Qui est pécheur ? C’est celui qui ne croit pas en moi.

Qui est juste ? C’est moi, qui vais chez le Père et que vous ne verrez plus.

Qui est jugé ? C’est le chef de ce monde qui est déjà condamné.»

 Dans le monde, L’Esprit fait une œuvre de conviction, sur trois points : il convainc de péché, c'est à dire il fait reconnaître à l'homme son état de séparation d'avec Dieu à cause de son incrédulité envers Jésus (v 9).

En même temps il amène le pécheur à reconnaître la sainteté de Dieu, et sa justice (v 10) : ce mot en hébreu (tsedaka) signifie beaucoup plus que pour nous, = droiture, équité, fidélité et amour (Esaïe 45.8,21 ; Ps 98.2 ; 111.3-4 ; 112.4; 119.137-138 ; 1 Jn 3.7 ! Donc il équivaut à "salut".

Christ étant sans péché = Juste, a pu avec justice  ressusciter et être élevé auprès du Père (v 10), d’où il agit universellement pour sauver et, par amour, il considère comme justes ceux qui le reconnaissent comme leur Sauveur (Rom 3.21-26).

Son ascension auprès du Père manifeste la reconnaissance divine de la justice de sa vie et de son œuvre (1 Ti 3.16).

L’œuvre du Saint-Esprit dans le monde consiste donc à amener le pécheur à la repentance, puis à le convaincre de l’œuvre de salut accomplie par Christ en sa faveur (1 Co 12.3).
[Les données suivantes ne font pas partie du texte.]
//! Core domain types shared by the engine and its tools

use crate::error::{DripsError, Result};
use num_bigint::BigUint;
use num_traits::ToPrimitive;
use serde::{Deserialize, Serialize};
use std::fmt;

/// Bits in an on-chain account id word.
const ACCOUNT_ID_BITS: u64 = 256;

/// The driver id occupies the top 32 bits of an account id.
const DRIVER_ID_SHIFT: usize = 224;

/// Returns true for `0` or a run of ASCII digits without a leading zero.
pub fn is_canonical_uint(value: &str) -> bool {
    !value.is_empty()
        && value.bytes().all(|b| b.is_ascii_digit())
        && (value == "0" || !value.starts_with('0'))
}

/// Drips account identifier (a 256-bit unsigned integer in decimal form)
#[derive(Debug, Clone, PartialEq, Eq, Hash, PartialOrd, Ord, Serialize, Deserialize)]
#[serde(try_from = "String", into = "String")]
pub struct AccountId(String);

impl AccountId {
    pub fn parse(id: impl Into<String>) -> Result<Self> {
        let id = id.into();
        if !is_canonical_uint(&id) {
            return Err(DripsError::Validation(format!(
                "account id '{}' is not a canonical non-negative integer",
                id
            )));
        }
        let value: BigUint = id
            .parse()
            .map_err(|e| DripsError::Validation(format!("account id '{}': {}", id, e)))?;
        if value.bits() > ACCOUNT_ID_BITS {
            return Err(DripsError::Validation(format!(
                "account id '{}' exceeds 256 bits",
                id
            )));
        }
        Ok(Self(id))
    }

    pub fn as_str(&self) -> &str {
        &self.0
    }

    pub fn driver(&self) -> Driver {
        // Validated in `parse`.
        let value: BigUint = self.0.parse().unwrap_or_default();
        let driver_id = (value >> DRIVER_ID_SHIFT).to_u32().unwrap_or(u32::MAX);
        Driver::from_id(driver_id)
    }
}

impl TryFrom<String> for AccountId {
    type Error = DripsError;

    fn try_from(value: String) -> Result<Self> {
        Self::parse(value)
    }
}

impl From<AccountId> for String {
    fn from(id: AccountId) -> Self {
        id.0
    }
}

impl fmt::Display for AccountId {
    fn fmt(&self, f: &mut fmt::Formatter<'_>) -> fmt::Result {
        write!(f, "{}", self.0)
    }
}

/// ERC-20 token address, always stored lowercase
#[derive(Debug, Clone, PartialEq, Eq, Hash, PartialOrd, Ord, Serialize, Deserialize)]
#[serde(try_from = "String", into = "String")]
pub struct TokenAddress(String);

impl TokenAddress {
    pub fn parse(address: impl AsRef<str>) -> Result<Self> {
        let address = address.as_ref();
        let hex = address
            .strip_prefix("0x")
            .or_else(|| address.strip_prefix("0X"))
            .ok_or_else(|| {
                DripsError::Validation(format!("token address '{}' lacks 0x prefix", address))
            })?;
        if hex.len() != 40 || !hex.bytes().all(|b| b.is_ascii_hexdigit()) {
            return Err(DripsError::Validation(format!(
                "token address '{}' is not 20 hex bytes",
                address
            )));
        }
        Ok(Self(format!("0x{}", hex.to_ascii_lowercase())))
    }

    pub fn as_str(&self) -> &str {
        &self.0
    }
}

impl TryFrom<String> for TokenAddress {
    type Error = DripsError;

    fn try_from(value: String) -> Result<Self> {
        Self::parse(value)
    }
}

impl From<TokenAddress> for String {
    fn from(address: TokenAddress) -> Self {
        address.0
    }
}

impl fmt::Display for TokenAddress {
    fn fmt(&self, f: &mut fmt::Formatter<'_>) -> fmt::Result {
        write!(f, "{}", self.0)
    }
}

/// Stable stream identifier: `{sender}-{token}-{dripId}`.
///
/// Joins on-chain receivers with their off-chain metadata.
#[derive(Debug, Clone, PartialEq, Eq, Hash, PartialOrd, Ord, Serialize, Deserialize)]
#[serde(transparent)]
pub struct StreamId(String);

impl StreamId {
    pub fn new(sender: &AccountId, token: &TokenAddress, drip_id: u32) -> Self {
        Self(format!("{}-{}-{}", sender, token, drip_id))
    }

    /// Build a stream id from unvalidated parts.
    pub fn from_parts(sender: &str, token: &str, drip_id: &str) -> Result<Self> {
        let sender = AccountId::parse(sender)?;
        let token = TokenAddress::parse(token)?;
        if !is_canonical_uint(drip_id) {
            return Err(DripsError::Validation(format!(
                "drip id '{}' is not a canonical non-negative integer",
                drip_id
            )));
        }
        let drip_id: u32 = drip_id
            .parse()
            .map_err(|e| DripsError::Validation(format!("drip id '{}': {}", drip_id, e)))?;
        Ok(Self::new(&sender, &token, drip_id))
    }

    pub fn as_str(&self) -> &str {
        &self.0
    }
}

impl fmt::Display for StreamId {
    fn fmt(&self, f: &mut fmt::Formatter<'_>) -> fmt::Result {
        write!(f, "{}", self.0)
    }
}

/// Protocol driver that minted an account id
#[derive(Debug, Clone, Copy, PartialEq, Eq, Hash, Serialize, Deserialize)]
#[serde(rename_all = "snake_case")]
pub enum Driver {
    Address,
    Nft,
    ImmutableSplits,
    Repo,
    Other(u32),
}

impl Driver {
    pub fn from_id(driver_id: u32) -> Self {
        match driver_id {
            0 => Self::Address,
            1 => Self::Nft,
            2 => Self::ImmutableSplits,
            3 => Self::Repo,
            other => Self::Other(other),
        }
    }
}

/// Receiver or sender of a stream
#[derive(Debug, Clone, PartialEq, Eq, Serialize, Deserialize)]
#[serde(rename_all = "camelCase")]
pub struct AccountRef {
    pub account_id: AccountId,
    pub driver: Driver,
}

impl AccountRef {
    pub fn new(account_id: AccountId) -> Self {
        let driver = account_id.driver();
        Self { account_id, driver }
    }
}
Il permet aussi au pécheur qui s’en remet à lui de bénéficier de cette justice (1 Co 6.11 ; Rm 5.9,18-19).

La troisième œuvre de l’Esprit dans le monde est de convaincre de jugement. Jésus anticipe ensuite sur sa mort et sa résurrection qui vont marquer la condamnation de Satan, et sur le jugement qui a ici deux sens : c’est la délivrance de l’emprise du péché sur le croyant, et c’est la condamnation de Satan qui cherche à dévoyer le croyant, et qui, vaincu à la croix, sera anéanti définitivement au retour en gloire de Christ (Ap 12.9-10 ; 20.10)

Le pécheur, convaincu de son indignité devant Dieu, convaincu du pardon de ce Dieu d'amour qui le sauve, est délivré de l'emprise du mal et peut refuser d'obéir au mal ambiant et devenir disciple de Christ (v 11).

 Ces trois œuvres de l’Esprit marquent les trois étapes de la conversion : la repentance, la reconnaissance que Jésus, le seul juste, sauve, et la libération du péché dans le cœur et la vie du converti.

          Pour les disciples, encore ignorants et inconscients de la vraie nature de Jésus avant sa résurrection (v 12), l’Esprit sera le guide de leur foi. Pour qu’il puisse convaincre le monde, il faut d’abord qu’il agisse dans les disciples qui seront ses mains et ses ambassadeurs dans le monde. Ce qu’ils n’ont pas compris du vivant de Jésus sur terre, l’Esprit le leur révèlera dans toute sa clarté : le plan de Dieu pour le salut de tous exposé dans les Ecritures, la mission de l’Église dans le monde entier, l’union en Christ de tous les croyants, le retour de Christ en gloire, le rétablissement de toutes choses…Le verbe « conduire » annonce une marche, une progression dans la connaissance, la foi, et la sanctification, à la mesure de ce que chacun peut porter (v 12 ; Mt 25.15). On ne reçoit pas toute la vérité d’un seul coup, on avance pas à pas en sachant que sa « possession » ne sera jamais complète sur cette terre dominée par le péché. Car la « vérité », c’est la personne même de Jésus-Christ (Jn 14.6), que nul ne peut « posséder ».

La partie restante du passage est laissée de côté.